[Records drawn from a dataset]
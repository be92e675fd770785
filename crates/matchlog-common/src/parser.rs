//! Server log line parser
//!
//! Translates one log line into one [`LogEvent`]. The parser keeps no state
//! between lines and does not try to fix the order in which the server feed
//! delivers them.
//!
//! Classification works in two steps. The envelope (`L <timestamp>: <body>`)
//! is split first, then the body is dispatched on its leading shape:
//!
//! - `World triggered "<name>"` - round boundaries, bomb explosion, end of segment
//! - `Game Over: ...` - match summary
//! - `ACCOLADE, FINAL: ...` - end-of-match awards
//! - `"<player>" <verb> ...` - kills, assists, damage, bomb plant/defuse
//!
//! Once a body has been recognized by its shape, any failure to extract the
//! fields is a [`ParseError`]. Anything else is noise and yields `Ok(None)`.

use chrono::{DateTime, NaiveDateTime, Utc};
use regex::{Captures, Regex};
use std::sync::LazyLock;
use thiserror::Error;

use crate::event::{
    AssistType, BombAction, EventKind, KillModifier, LogEvent, PlayerRef, Side, BOT_ID_PREFIX,
    TIMESTAMP_FORMAT,
};

/// Version of the line grammar understood by this parser
pub const GRAMMAR_VERSION: u32 = 1;

#[derive(Debug, Clone, PartialEq, Error)]
pub enum ParseError {
    #[error("invalid timestamp '{0}'")]
    InvalidTimestamp(String),

    #[error("malformed {kind} line: {reason}")]
    Malformed { kind: &'static str, reason: String },
}

impl ParseError {
    fn malformed(kind: &'static str, reason: impl Into<String>) -> Self {
        Self::Malformed {
            kind,
            reason: reason.into(),
        }
    }
}

/// `Ok(None)` means the line is not part of the grammar
pub type ParseResult = Result<Option<LogEvent>, ParseError>;

// Player token without the surrounding quotes handled by the callers
const PLAYER: &str = r#""(?P<NAME>[^"]*?)<(?P<SLOT>\d+)><(?P<ID>[^>]*)><(?P<SIDE>[^>]*)>""#;
const POSITION: &str = r"(?: \[-?\d+ -?\d+ -?\d+\])?";

fn player_pattern(tag: &str) -> String {
    // SIDE goes first since it contains ID
    PLAYER
        .replace("SIDE", &format!("{tag}_side"))
        .replace("NAME", &format!("{tag}_name"))
        .replace("SLOT", &format!("{tag}_slot"))
        .replace("ID", &format!("{tag}_id"))
}

static ENVELOPE: LazyLock<Regex> =
    LazyLock::new(|| Regex::new(r"^L (\S+ - \S+): (.*)$").unwrap());

static LEADING_PLAYER: LazyLock<Regex> =
    LazyLock::new(|| Regex::new(&format!("^{}{}", player_pattern("actor"), POSITION)).unwrap());

static KILL: LazyLock<Regex> = LazyLock::new(|| {
    Regex::new(&format!(
        r#"^{}{} with "(?P<weapon>[^"]+)"(?P<flags>(?: \([a-z_]+\))*)$"#,
        player_pattern("victim"),
        POSITION
    ))
    .unwrap()
});

static FLAG: LazyLock<Regex> = LazyLock::new(|| Regex::new(r"\(([a-z_]+)\)").unwrap());

static ATTACK: LazyLock<Regex> = LazyLock::new(|| {
    Regex::new(&format!(
        r#"^{}{} with "(?P<weapon>[^"]+)" \(damage "(?P<damage>\d+)"\) \(damage_armor "(?P<armor_damage>\d+)"\) \(health "(?P<health>\d+)"\) \(armor "(?P<armor>\d+)"\) \(hitgroup "(?P<hitgroup>[^"]+)"\)$"#,
        player_pattern("victim"),
        POSITION
    ))
    .unwrap()
});

static ASSIST: LazyLock<Regex> = LazyLock::new(|| {
    Regex::new(&format!(
        r#"^{}(?: with "(?P<weapon>[^"]+)")?$"#,
        player_pattern("victim")
    ))
    .unwrap()
});

static SUICIDE: LazyLock<Regex> =
    LazyLock::new(|| Regex::new(r#"^"(?P<weapon>[^"]+)"$"#).unwrap());

static BOMB_TRIGGER: LazyLock<Regex> = LazyLock::new(|| {
    Regex::new(r#"^(?: at bombsite (?P<site>\w+))?(?: \(time_left "(?P<time_left>\d+)"\))?$"#)
        .unwrap()
});

static WORLD: LazyLock<Regex> =
    LazyLock::new(|| Regex::new(r#"^World triggered "(?P<trigger>[^"]+)"(?P<rest>.*)$"#).unwrap());

static PROPERTIES: LazyLock<Regex> =
    LazyLock::new(|| Regex::new(r#"^(?: \(\w+ "[^"]*"\))*$"#).unwrap());

static PROPERTY: LazyLock<Regex> =
    LazyLock::new(|| Regex::new(r#"\((?P<key>\w+) "(?P<value>[^"]*)"\)"#).unwrap());

static GAME_OVER: LazyLock<Regex> = LazyLock::new(|| {
    Regex::new(
        r"^Game Over: (?P<mode>\S+) (?P<group>\S+) (?P<map>\S+) score (?P<s1>\d+):(?P<s2>\d+) after (?P<duration>\d+) min$",
    )
    .unwrap()
});

static ACCOLADE: LazyLock<Regex> = LazyLock::new(|| {
    Regex::new(
        r"^ACCOLADE, FINAL: \{(?P<award>[^}]+)\},\s*(?P<name>.*?)<(?P<slot>\d+)>,\s*VALUE: (?P<value>\S+),\s*POS: (?P<pos>\d+),\s*SCORE: (?P<score>\S+)$",
    )
    .unwrap()
});

/// Parse a line, discarding the distinction between noise and malformed lines
pub fn parse(line: &str) -> Option<LogEvent> {
    classify(line).ok().flatten()
}

/// Parse a line, reporting recognized-but-malformed lines as errors
pub fn classify(line: &str) -> ParseResult {
    let line = line.trim_end_matches(['\r', '\n']);
    let Some(envelope) = ENVELOPE.captures(line) else {
        return Ok(None);
    };

    let raw_timestamp = &envelope[1];
    let body = envelope.get(2).map_or("", |m| m.as_str());

    let Some(parse_body) = dispatch(body) else {
        return Ok(None);
    };

    let timestamp = parse_timestamp(raw_timestamp)?;
    Ok(parse_body(body)?.map(|kind| LogEvent::new(timestamp, kind)))
}

type BodyParser = fn(&str) -> Result<Option<EventKind>, ParseError>;

/// Select the body parser from the leading shape of the body
fn dispatch(body: &str) -> Option<BodyParser> {
    if body.starts_with("World triggered \"") {
        Some(parse_world)
    } else if body.starts_with("Game Over:") {
        Some(parse_game_over)
    } else if body.starts_with("ACCOLADE, FINAL:") {
        Some(parse_accolade)
    } else if body.starts_with('"') {
        Some(parse_player_action)
    } else {
        None
    }
}

fn parse_timestamp(raw: &str) -> Result<DateTime<Utc>, ParseError> {
    NaiveDateTime::parse_from_str(raw, TIMESTAMP_FORMAT)
        .map(|naive| naive.and_utc())
        .map_err(|_| ParseError::InvalidTimestamp(raw.to_string()))
}

fn parse_world(body: &str) -> Result<Option<EventKind>, ParseError> {
    let Some(caps) = WORLD.captures(body) else {
        return Ok(None);
    };
    let trigger = &caps["trigger"];
    let rest = caps.name("rest").map_or("", |m| m.as_str());

    match trigger {
        "Round_Start" => Ok(Some(EventKind::RoundStart)),
        "Game_Processed" => Ok(Some(EventKind::GameProcessed)),
        "Round_End" => {
            let props = properties("RoundEnd", rest)?;
            let winner = match lookup(&props, "winner") {
                Some(raw) => Some(Side::from_log(raw).ok_or_else(|| {
                    ParseError::malformed("RoundEnd", format!("unknown winner side '{raw}'"))
                })?),
                None => None,
            };
            let participants = lookup(&props, "participants")
                .ok_or_else(|| ParseError::malformed("RoundEnd", "missing participants"))?
                .split(',')
                .map(str::trim)
                .filter(|id| !id.is_empty())
                .map(str::to_string)
                .collect();

            Ok(Some(EventKind::RoundEnd {
                winner,
                reason: lookup(&props, "reason").map(str::to_string),
                participants,
            }))
        }
        "Target_Bombed" => {
            let props = properties("Bomb", rest)?;
            Ok(Some(EventKind::Bomb {
                actor: lookup(&props, "planter").map(str::to_string),
                action: BombAction::Exploded,
                time_left: None,
                bombsite: None,
            }))
        }
        _ => Ok(None),
    }
}

/// Parse a ` (key "value") (key "value")` suffix
fn properties<'a>(
    kind: &'static str,
    rest: &'a str,
) -> Result<Vec<(&'a str, &'a str)>, ParseError> {
    if !PROPERTIES.is_match(rest) {
        return Err(ParseError::malformed(kind, format!("bad properties '{rest}'")));
    }
    Ok(PROPERTY
        .captures_iter(rest)
        .filter_map(|c| Some((c.name("key")?.as_str(), c.name("value")?.as_str())))
        .collect())
}

fn lookup<'a>(props: &[(&'a str, &'a str)], key: &str) -> Option<&'a str> {
    props.iter().find(|(k, _)| *k == key).map(|(_, v)| *v)
}

fn parse_game_over(body: &str) -> Result<Option<EventKind>, ParseError> {
    let caps = GAME_OVER
        .captures(body)
        .ok_or_else(|| ParseError::malformed("GameOver", body))?;

    Ok(Some(EventKind::GameOver {
        mode: caps["mode"].to_string(),
        map_group: caps["group"].to_string(),
        map: caps["map"].to_string(),
        team1_score: number("GameOver", &caps["s1"])?,
        team2_score: number("GameOver", &caps["s2"])?,
        duration_minutes: number("GameOver", &caps["duration"])?,
    }))
}

fn parse_accolade(body: &str) -> Result<Option<EventKind>, ParseError> {
    let caps = ACCOLADE
        .captures(body)
        .ok_or_else(|| ParseError::malformed("Accolade", body))?;

    let decimal = |field: &str| -> Result<f64, ParseError> {
        caps[field]
            .parse::<f64>()
            .map_err(|e| ParseError::malformed("Accolade", format!("{field}: {e}")))
    };

    Ok(Some(EventKind::Accolade {
        award: caps["award"].to_string(),
        player_name: caps["name"].trim().to_string(),
        slot: number("Accolade", &caps["slot"])?,
        value: decimal("value")?,
        position: number("Accolade", &caps["pos"])?,
        score: decimal("score")?,
    }))
}

fn parse_player_action(body: &str) -> Result<Option<EventKind>, ParseError> {
    // Lines such as cvar dumps also start with a quote; those are noise
    let Some(caps) = LEADING_PLAYER.captures(body) else {
        return Ok(None);
    };
    let actor = player_from(&caps, "actor")?;
    let rest = &body[caps.get(0).map_or(0, |m| m.end())..];

    if let Some(tail) = rest.strip_prefix(" killed ") {
        let caps = KILL
            .captures(tail)
            .ok_or_else(|| ParseError::malformed("Kill", tail))?;
        let mut headshot = false;
        let mut modifiers = Vec::new();
        for flag in FLAG.captures_iter(caps.name("flags").map_or("", |m| m.as_str())) {
            match &flag[1] {
                "headshot" => headshot = true,
                other => match KillModifier::from_log(other) {
                    Some(modifier) => modifiers.push(modifier),
                    None => {
                        return Err(ParseError::malformed(
                            "Kill",
                            format!("unknown flag '{other}'"),
                        ))
                    }
                },
            }
        }
        return Ok(Some(EventKind::Kill {
            attacker: actor,
            victim: player_from(&caps, "victim")?,
            weapon: caps["weapon"].to_string(),
            headshot,
            modifiers,
        }));
    }

    if let Some(tail) = rest.strip_prefix(" attacked ") {
        let caps = ATTACK
            .captures(tail)
            .ok_or_else(|| ParseError::malformed("Attack", tail))?;
        return Ok(Some(EventKind::Attack {
            attacker: actor,
            victim: player_from(&caps, "victim")?,
            weapon: caps["weapon"].to_string(),
            damage: number("Attack", &caps["damage"])?,
            armor_damage: number("Attack", &caps["armor_damage"])?,
            health: number("Attack", &caps["health"])?,
            armor: number("Attack", &caps["armor"])?,
            hitgroup: caps["hitgroup"].to_string(),
        }));
    }

    let assist = if let Some(tail) = rest.strip_prefix(" assisted killing ") {
        Some((AssistType::Damage, tail))
    } else {
        rest.strip_prefix(" flash-assisted killing ")
            .map(|tail| (AssistType::Flash, tail))
    };
    if let Some((assist_type, tail)) = assist {
        let caps = ASSIST
            .captures(tail)
            .ok_or_else(|| ParseError::malformed("Assist", tail))?;
        return Ok(Some(EventKind::Assist {
            assister: actor,
            victim: player_from(&caps, "victim")?,
            assist_type,
            weapon: caps.name("weapon").map(|m| m.as_str().to_string()),
        }));
    }

    if let Some(tail) = rest.strip_prefix(" committed suicide with ") {
        let caps = SUICIDE
            .captures(tail)
            .ok_or_else(|| ParseError::malformed("Suicide", tail))?;
        return Ok(Some(EventKind::Suicide {
            player: actor,
            weapon: caps["weapon"].to_string(),
        }));
    }

    if let Some(tail) = rest.strip_prefix(" triggered \"") {
        let (action, tail) = if let Some(tail) = tail.strip_prefix("Planted_The_Bomb\"") {
            (BombAction::Planted, tail)
        } else if let Some(tail) = tail.strip_prefix("Defused_The_Bomb\"") {
            (BombAction::Defused, tail)
        } else {
            // Bomb pickups, drops, defuse attempts
            return Ok(None);
        };
        let caps = BOMB_TRIGGER
            .captures(tail)
            .ok_or_else(|| ParseError::malformed("Bomb", tail))?;
        let time_left = caps
            .name("time_left")
            .map(|m| number("Bomb", m.as_str()))
            .transpose()?;
        return Ok(Some(EventKind::Bomb {
            actor: Some(actor.id),
            action,
            time_left,
            bombsite: caps.name("site").map(|m| m.as_str().to_string()),
        }));
    }

    Ok(None)
}

fn player_from(caps: &Captures<'_>, tag: &str) -> Result<PlayerRef, ParseError> {
    let field = |name: &str| {
        caps.name(&format!("{tag}_{name}"))
            .map_or("", |m| m.as_str())
            .to_string()
    };

    let name = field("name");
    let raw_id = field("id");
    let raw_side = field("side");

    let side = if raw_side.is_empty() {
        None
    } else {
        Some(Side::from_log(&raw_side).ok_or_else(|| {
            ParseError::malformed("player", format!("unknown side '{raw_side}'"))
        })?)
    };
    let id = if raw_id == "BOT" {
        format!("{BOT_ID_PREFIX}{name}")
    } else if raw_id.is_empty() {
        return Err(ParseError::malformed("player", format!("missing id for '{name}'")));
    } else {
        raw_id
    };

    Ok(PlayerRef {
        slot: number("player", &field("slot"))?,
        name,
        id,
        side,
    })
}

fn number(kind: &'static str, raw: &str) -> Result<u32, ParseError> {
    raw.parse::<u32>()
        .map_err(|e| ParseError::malformed(kind, format!("'{raw}': {e}")))
}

What you need to do:
Taking the records above, retype every line from the one with "lines as errors" down to the one with "type BodyParser = fn(&str)", exactly and with nothing else.

Task response:
/// Parse a line, reporting recognized-but-malformed lines as errors
pub fn classify(line: &str) -> ParseResult {
    let line = line.trim_end_matches(['\r', '\n']);
    let Some(envelope) = ENVELOPE.captures(line) else {
        return Ok(None);
    };

    let raw_timestamp = &envelope[1];
    let body = envelope.get(2).map_or("", |m| m.as_str());

    let Some(parse_body) = dispatch(body) else {
        return Ok(None);
    };

    let timestamp = parse_timestamp(raw_timestamp)?;
    Ok(parse_body(body)?.map(|kind| LogEvent::new(timestamp, kind)))
}

type BodyParser = fn(&str) -> Result<Option<EventKind>, ParseError>;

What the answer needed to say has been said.